**DESCRIPTION OF THE TASK:**
Every line containing "candidates" should be identified and copied from the data below.
^^^^
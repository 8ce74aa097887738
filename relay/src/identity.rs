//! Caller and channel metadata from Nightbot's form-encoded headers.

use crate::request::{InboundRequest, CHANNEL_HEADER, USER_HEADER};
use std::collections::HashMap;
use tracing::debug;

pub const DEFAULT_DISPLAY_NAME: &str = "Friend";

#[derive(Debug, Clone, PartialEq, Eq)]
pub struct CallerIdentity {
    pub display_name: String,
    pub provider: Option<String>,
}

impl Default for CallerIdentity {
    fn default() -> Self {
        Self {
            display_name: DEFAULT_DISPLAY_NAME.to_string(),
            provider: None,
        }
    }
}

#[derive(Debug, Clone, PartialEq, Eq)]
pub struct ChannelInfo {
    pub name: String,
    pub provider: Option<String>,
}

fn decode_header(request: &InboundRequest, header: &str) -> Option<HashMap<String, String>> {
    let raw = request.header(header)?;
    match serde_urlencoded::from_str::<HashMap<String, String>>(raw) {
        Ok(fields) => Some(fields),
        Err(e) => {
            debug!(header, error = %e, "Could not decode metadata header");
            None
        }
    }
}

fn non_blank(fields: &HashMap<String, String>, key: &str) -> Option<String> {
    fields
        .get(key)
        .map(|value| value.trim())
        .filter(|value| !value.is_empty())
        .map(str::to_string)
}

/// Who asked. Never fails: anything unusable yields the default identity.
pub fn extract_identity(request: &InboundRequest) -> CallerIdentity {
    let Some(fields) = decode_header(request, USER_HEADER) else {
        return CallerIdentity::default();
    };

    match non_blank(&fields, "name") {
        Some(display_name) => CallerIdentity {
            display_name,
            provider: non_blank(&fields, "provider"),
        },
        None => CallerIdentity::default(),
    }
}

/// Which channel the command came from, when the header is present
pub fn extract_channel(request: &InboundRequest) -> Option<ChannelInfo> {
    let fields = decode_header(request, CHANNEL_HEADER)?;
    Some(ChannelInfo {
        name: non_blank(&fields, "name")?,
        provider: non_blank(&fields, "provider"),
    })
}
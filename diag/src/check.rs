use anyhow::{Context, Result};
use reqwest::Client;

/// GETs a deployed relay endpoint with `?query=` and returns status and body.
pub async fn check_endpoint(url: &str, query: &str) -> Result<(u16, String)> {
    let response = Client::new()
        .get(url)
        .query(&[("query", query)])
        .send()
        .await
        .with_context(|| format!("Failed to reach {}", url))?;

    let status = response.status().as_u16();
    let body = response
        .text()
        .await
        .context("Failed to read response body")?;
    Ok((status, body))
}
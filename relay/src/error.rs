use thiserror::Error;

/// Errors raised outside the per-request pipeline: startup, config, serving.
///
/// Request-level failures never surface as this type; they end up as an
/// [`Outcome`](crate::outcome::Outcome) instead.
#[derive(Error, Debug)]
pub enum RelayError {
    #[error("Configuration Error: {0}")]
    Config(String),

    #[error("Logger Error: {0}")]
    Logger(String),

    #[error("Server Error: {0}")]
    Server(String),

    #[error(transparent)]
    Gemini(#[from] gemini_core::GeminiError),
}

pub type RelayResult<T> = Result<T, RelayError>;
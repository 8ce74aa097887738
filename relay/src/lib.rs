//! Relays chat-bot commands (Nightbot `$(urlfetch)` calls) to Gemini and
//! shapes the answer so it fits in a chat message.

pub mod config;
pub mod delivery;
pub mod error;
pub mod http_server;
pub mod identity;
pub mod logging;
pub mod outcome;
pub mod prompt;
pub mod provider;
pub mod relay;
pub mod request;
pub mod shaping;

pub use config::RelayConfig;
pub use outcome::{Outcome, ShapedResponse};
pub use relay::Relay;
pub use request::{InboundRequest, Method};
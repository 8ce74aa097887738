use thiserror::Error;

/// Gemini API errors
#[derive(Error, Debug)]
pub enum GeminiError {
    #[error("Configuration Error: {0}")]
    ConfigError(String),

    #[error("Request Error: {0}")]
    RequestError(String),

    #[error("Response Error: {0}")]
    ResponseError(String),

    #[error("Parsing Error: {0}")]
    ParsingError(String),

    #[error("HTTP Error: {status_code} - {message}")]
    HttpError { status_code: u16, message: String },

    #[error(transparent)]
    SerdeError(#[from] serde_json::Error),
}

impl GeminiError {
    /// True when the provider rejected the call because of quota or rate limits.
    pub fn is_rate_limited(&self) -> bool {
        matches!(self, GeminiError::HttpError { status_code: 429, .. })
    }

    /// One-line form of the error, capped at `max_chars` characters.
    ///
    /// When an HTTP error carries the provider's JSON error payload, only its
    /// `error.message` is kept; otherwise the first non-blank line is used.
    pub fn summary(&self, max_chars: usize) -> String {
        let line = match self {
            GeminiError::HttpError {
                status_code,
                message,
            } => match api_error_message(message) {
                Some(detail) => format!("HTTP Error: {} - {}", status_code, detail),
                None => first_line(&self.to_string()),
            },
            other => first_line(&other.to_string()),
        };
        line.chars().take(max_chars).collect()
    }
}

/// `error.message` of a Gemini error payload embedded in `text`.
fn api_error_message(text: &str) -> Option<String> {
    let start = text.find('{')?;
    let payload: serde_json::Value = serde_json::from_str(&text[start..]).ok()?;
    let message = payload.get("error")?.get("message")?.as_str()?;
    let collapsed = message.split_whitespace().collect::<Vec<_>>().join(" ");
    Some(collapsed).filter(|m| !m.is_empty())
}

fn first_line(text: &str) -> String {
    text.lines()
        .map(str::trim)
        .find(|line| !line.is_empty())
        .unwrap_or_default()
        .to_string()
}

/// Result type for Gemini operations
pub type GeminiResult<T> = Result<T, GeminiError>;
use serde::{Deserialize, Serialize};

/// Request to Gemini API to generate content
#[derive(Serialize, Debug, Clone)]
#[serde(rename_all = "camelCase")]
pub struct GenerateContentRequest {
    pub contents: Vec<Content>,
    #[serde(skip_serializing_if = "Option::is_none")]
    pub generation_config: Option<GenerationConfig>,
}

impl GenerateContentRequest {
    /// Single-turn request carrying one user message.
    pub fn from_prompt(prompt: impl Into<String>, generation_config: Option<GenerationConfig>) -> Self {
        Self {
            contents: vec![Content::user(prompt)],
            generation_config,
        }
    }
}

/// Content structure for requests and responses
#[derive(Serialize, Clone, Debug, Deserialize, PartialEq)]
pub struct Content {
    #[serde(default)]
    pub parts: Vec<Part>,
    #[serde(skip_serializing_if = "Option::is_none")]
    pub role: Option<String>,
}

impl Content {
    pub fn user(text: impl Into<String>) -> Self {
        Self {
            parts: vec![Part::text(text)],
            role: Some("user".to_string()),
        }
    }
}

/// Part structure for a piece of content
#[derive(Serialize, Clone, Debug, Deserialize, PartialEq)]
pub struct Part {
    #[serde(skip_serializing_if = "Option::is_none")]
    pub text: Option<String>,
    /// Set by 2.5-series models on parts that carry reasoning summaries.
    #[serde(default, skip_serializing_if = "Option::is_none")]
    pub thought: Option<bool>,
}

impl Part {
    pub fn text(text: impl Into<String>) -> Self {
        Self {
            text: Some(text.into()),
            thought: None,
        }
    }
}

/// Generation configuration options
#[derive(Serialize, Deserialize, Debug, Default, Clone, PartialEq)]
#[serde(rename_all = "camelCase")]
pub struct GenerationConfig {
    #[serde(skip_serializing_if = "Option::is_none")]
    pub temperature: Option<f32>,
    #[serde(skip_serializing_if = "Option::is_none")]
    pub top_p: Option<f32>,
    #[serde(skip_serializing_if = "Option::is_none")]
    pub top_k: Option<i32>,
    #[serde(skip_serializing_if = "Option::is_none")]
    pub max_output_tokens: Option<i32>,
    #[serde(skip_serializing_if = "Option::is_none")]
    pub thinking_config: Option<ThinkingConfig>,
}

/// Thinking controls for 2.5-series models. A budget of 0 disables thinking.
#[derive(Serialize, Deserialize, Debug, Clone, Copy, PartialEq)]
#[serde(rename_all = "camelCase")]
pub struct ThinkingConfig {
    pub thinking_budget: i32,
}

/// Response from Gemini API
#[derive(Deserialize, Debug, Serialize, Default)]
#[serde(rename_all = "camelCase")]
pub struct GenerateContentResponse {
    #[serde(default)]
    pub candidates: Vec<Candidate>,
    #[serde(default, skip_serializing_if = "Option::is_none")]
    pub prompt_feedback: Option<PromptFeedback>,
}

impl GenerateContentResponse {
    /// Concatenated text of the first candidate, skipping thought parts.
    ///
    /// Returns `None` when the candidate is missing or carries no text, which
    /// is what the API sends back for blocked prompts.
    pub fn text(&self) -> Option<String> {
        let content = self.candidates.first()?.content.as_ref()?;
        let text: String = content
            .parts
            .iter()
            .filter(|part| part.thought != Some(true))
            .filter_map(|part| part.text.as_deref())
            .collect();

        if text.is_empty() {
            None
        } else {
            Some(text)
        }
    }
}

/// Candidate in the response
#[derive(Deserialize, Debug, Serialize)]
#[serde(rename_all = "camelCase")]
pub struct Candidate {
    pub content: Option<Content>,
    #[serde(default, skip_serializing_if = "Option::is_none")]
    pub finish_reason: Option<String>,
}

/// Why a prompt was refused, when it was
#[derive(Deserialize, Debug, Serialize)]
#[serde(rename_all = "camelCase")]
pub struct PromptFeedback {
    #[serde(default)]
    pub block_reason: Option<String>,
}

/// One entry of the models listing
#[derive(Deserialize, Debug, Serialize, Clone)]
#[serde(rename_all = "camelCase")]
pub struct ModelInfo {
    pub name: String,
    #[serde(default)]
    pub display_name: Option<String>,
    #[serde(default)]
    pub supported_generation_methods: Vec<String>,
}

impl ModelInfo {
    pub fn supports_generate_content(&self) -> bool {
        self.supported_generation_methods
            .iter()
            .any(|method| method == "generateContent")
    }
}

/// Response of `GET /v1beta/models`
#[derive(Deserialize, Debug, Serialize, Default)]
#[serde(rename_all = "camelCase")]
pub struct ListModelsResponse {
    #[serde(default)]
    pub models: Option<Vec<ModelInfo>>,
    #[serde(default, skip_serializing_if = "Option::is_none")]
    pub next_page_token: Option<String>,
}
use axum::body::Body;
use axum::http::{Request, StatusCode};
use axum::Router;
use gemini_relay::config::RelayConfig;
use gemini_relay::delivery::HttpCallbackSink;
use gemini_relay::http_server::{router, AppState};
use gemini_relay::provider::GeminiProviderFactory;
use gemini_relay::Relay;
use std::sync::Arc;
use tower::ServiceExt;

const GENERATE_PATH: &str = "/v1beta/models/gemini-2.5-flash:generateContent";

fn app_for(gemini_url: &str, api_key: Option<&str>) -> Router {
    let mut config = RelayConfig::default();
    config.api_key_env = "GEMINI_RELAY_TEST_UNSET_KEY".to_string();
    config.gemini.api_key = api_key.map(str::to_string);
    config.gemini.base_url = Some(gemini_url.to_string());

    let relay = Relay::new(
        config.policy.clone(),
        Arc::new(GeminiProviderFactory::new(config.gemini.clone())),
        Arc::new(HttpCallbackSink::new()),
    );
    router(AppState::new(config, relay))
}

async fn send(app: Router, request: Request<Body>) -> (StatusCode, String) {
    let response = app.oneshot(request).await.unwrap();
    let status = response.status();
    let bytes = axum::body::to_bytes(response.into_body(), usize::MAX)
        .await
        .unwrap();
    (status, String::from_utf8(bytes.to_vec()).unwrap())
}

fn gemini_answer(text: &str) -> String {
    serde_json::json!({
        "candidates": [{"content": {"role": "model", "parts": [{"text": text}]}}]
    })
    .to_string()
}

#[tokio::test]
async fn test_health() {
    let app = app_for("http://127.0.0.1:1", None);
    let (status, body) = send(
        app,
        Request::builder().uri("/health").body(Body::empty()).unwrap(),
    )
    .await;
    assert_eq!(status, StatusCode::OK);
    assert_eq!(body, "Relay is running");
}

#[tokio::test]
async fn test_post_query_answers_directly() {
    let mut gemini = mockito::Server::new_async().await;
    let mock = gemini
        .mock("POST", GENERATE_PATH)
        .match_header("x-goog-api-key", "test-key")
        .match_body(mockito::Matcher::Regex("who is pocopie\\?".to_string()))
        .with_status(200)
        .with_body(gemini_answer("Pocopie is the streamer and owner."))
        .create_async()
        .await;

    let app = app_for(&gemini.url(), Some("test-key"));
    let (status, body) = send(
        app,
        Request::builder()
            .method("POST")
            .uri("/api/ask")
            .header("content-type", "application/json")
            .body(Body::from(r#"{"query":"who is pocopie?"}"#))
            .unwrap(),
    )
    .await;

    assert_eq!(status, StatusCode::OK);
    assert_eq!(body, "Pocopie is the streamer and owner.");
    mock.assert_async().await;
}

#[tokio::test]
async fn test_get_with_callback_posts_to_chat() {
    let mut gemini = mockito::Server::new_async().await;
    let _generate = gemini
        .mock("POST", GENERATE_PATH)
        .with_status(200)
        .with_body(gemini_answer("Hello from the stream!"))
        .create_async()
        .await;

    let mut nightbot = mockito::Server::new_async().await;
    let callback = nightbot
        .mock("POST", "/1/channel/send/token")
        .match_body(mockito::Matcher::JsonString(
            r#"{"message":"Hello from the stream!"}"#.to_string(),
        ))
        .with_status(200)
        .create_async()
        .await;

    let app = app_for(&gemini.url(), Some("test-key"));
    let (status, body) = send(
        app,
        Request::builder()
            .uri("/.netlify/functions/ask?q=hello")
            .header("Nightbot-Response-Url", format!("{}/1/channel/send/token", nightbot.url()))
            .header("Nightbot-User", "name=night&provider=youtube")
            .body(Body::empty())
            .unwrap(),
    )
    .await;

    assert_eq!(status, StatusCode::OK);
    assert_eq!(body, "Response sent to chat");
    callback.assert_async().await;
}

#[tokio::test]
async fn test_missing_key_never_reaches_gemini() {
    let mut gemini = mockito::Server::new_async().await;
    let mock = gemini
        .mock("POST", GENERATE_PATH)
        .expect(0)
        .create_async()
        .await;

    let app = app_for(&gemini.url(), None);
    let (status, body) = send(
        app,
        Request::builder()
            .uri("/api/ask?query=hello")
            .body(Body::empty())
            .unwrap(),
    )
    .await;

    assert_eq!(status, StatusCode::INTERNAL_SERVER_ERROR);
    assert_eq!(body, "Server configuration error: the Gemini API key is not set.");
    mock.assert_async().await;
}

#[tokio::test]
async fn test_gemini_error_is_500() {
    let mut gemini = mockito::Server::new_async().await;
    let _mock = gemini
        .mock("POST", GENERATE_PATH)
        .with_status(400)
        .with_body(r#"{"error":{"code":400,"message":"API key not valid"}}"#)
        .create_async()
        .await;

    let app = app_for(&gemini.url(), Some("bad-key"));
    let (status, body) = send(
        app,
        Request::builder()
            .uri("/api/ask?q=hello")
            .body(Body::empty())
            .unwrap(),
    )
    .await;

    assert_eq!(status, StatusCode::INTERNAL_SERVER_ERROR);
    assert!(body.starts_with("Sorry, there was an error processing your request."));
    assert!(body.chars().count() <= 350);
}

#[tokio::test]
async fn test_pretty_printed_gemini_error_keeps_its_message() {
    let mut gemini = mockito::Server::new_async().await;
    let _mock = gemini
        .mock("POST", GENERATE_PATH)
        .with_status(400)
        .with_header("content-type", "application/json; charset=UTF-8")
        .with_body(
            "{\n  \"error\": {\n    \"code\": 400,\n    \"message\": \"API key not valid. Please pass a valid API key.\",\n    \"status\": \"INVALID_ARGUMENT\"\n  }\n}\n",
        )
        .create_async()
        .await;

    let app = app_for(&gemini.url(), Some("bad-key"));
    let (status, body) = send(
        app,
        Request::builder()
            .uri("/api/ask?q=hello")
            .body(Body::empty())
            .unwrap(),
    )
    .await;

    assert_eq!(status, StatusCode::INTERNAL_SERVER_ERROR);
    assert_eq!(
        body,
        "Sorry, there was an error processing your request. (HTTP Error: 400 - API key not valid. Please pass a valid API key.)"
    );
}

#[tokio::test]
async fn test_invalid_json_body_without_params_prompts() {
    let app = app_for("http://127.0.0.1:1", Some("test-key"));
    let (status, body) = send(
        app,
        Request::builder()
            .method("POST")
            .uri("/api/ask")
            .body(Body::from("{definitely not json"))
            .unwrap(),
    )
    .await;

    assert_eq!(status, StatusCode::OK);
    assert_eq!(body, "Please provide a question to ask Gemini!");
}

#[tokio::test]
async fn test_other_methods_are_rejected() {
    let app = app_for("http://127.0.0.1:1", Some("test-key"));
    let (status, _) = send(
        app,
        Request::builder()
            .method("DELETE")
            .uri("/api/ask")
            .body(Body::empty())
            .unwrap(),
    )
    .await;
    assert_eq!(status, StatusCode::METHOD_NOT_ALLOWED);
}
^^^^
**THE ANSWER:**
    pub candidates: Vec<Candidate>,
        let content = self.candidates.first()?.content.as_ref()?;
        "candidates": [{"content": {"role": "model", "parts": [{"text": text}]}}]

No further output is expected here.